• INSTRUCTIONS TO FOLLOW: Check every line of the entries below for the word "Option", and copy the ones that have it.
++++++
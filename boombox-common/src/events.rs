//! Push channel message types and the EventBus
//!
//! Every playback transition produces one [`PushMessage`]. On the wire:
//!
//! ```text
//! { "type": "playevent",
//!   "playstate": { "playing": bool, "prev": Track|false,
//!                  "next": Track|false, "track": Track|false } }
//! ```
//!
//! `false` marks an absent track; legacy clients rely on it.

use crate::db::Track;
use serde::{Deserialize, Deserializer, Serialize, Serializer};
use tokio::sync::broadcast;

/// What the client is told is currently playing
#[derive(Debug, Clone, PartialEq, Default)]
pub enum NowPlaying {
    /// Nothing (serialized as `false`)
    #[default]
    Absent,
    /// A queue entry
    Track(Track),
    /// The engine reported a file the queue does not contain
    /// (serialized as `{"filename": ...}`)
    Unresolved { filename: String },
}

impl NowPlaying {
    pub fn track(&self) -> Option<&Track> {
        match self {
            NowPlaying::Track(track) => Some(track),
            _ => None,
        }
    }

    pub fn is_absent(&self) -> bool {
        matches!(self, NowPlaying::Absent)
    }
}

impl From<Option<Track>> for NowPlaying {
    fn from(track: Option<Track>) -> Self {
        track.map(NowPlaying::Track).unwrap_or_default()
    }
}

#[derive(Serialize, Deserialize)]
struct UnresolvedWire {
    filename: String,
}

#[derive(Deserialize)]
#[serde(untagged)]
enum NowPlayingWire {
    Track(Track),
    Unresolved(UnresolvedWire),
    Flag(bool),
}

impl Serialize for NowPlaying {
    fn serialize<S: Serializer>(&self, serializer: S) -> Result<S::Ok, S::Error> {
        match self {
            NowPlaying::Absent => serializer.serialize_bool(false),
            NowPlaying::Track(track) => track.serialize(serializer),
            NowPlaying::Unresolved { filename } => UnresolvedWire {
                filename: filename.clone(),
            }
            .serialize(serializer),
        }
    }
}

impl<'de> Deserialize<'de> for NowPlaying {
    fn deserialize<D: Deserializer<'de>>(deserializer: D) -> Result<Self, D::Error> {
        Ok(match NowPlayingWire::deserialize(deserializer)? {
            NowPlayingWire::Track(track) => NowPlaying::Track(track),
            NowPlayingWire::Unresolved(u) => NowPlaying::Unresolved { filename: u.filename },
            NowPlayingWire::Flag(_) => NowPlaying::Absent,
        })
    }
}

/// `Option<Track>` as `Track | false`
mod track_or_false {
    use super::Track;
    use serde::{Deserialize, Deserializer, Serialize, Serializer};

    #[derive(Deserialize)]
    #[serde(untagged)]
    enum Wire {
        Track(Track),
        Flag(bool),
    }

    pub fn serialize<S: Serializer>(track: &Option<Track>, serializer: S) -> Result<S::Ok, S::Error> {
        match track {
            Some(track) => track.serialize(serializer),
            None => serializer.serialize_bool(false),
        }
    }

    pub fn deserialize<'de, D: Deserializer<'de>>(deserializer: D) -> Result<Option<Track>, D::Error> {
        Ok(match Wire::deserialize(deserializer)? {
            Wire::Track(track) => Some(track),
            Wire::Flag(_) => None,
        })
    }
}

/// Snapshot of the playback session as seen by the client
#[derive(Debug, Clone, PartialEq, Default, Serialize, Deserialize)]
pub struct PlayState {
    pub playing: bool,
    #[serde(with = "track_or_false")]
    pub prev: Option<Track>,
    #[serde(with = "track_or_false")]
    pub next: Option<Track>,
    pub track: NowPlaying,
}

/// One message on the push channel
#[derive(Debug, Clone, PartialEq, Serialize, Deserialize)]
#[serde(tag = "type", rename_all = "lowercase")]
pub enum PushMessage {
    /// Playback state changed
    PlayEvent {
        playstate: PlayState,
        /// Engine failure detail, present only on error transitions
        #[serde(default, skip_serializing_if = "Option::is_none")]
        error: Option<String>,
    },
}

impl PushMessage {
    pub fn play_event(playstate: PlayState) -> Self {
        PushMessage::PlayEvent {
            playstate,
            error: None,
        }
    }

    /// SSE event name
    pub fn event_type(&self) -> &'static str {
        match self {
            PushMessage::PlayEvent { .. } => "playevent",
        }
    }
}

/// Central distribution bus for push messages
///
/// Wraps `tokio::broadcast`: publishing never blocks, slow subscribers lag
/// and lose old messages, and dropped subscribers are cleaned up
/// automatically.
#[derive(Clone)]
pub struct EventBus {
    tx: broadcast::Sender<PushMessage>,
}

impl EventBus {
    /// Creates a new EventBus buffering up to `capacity` messages per subscriber
    pub fn new(capacity: usize) -> Self {
        let (tx, _) = broadcast::channel(capacity);
        Self { tx }
    }

    /// Subscribe to all future messages
    pub fn subscribe(&self) -> broadcast::Receiver<PushMessage> {
        self.tx.subscribe()
    }

    /// Emit a message to all subscribers
    ///
    /// Returns `Err` if no subscribers are listening.
    #[allow(clippy::result_large_err)]
    pub fn emit(
        &self,
        message: PushMessage,
    ) -> Result<usize, broadcast::error::SendError<PushMessage>> {
        self.tx.send(message)
    }

    pub fn subscriber_count(&self) -> usize {
        self.tx.receiver_count()
    }
}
++++++
• RESPONSE BELOW:
    pub fn track(&self) -> Option<&Track> {
impl From<Option<Track>> for NowPlaying {
    fn from(track: Option<Track>) -> Self {
/// `Option<Track>` as `Track | false`
    pub fn serialize<S: Serializer>(track: &Option<Track>, serializer: S) -> Result<S::Ok, S::Error> {
    pub fn deserialize<'de, D: Deserializer<'de>>(deserializer: D) -> Result<Option<Track>, D::Error> {
    pub prev: Option<Track>,
    pub next: Option<Track>,
        #[serde(default, skip_serializing_if = "Option::is_none")]
        error: Option<String>,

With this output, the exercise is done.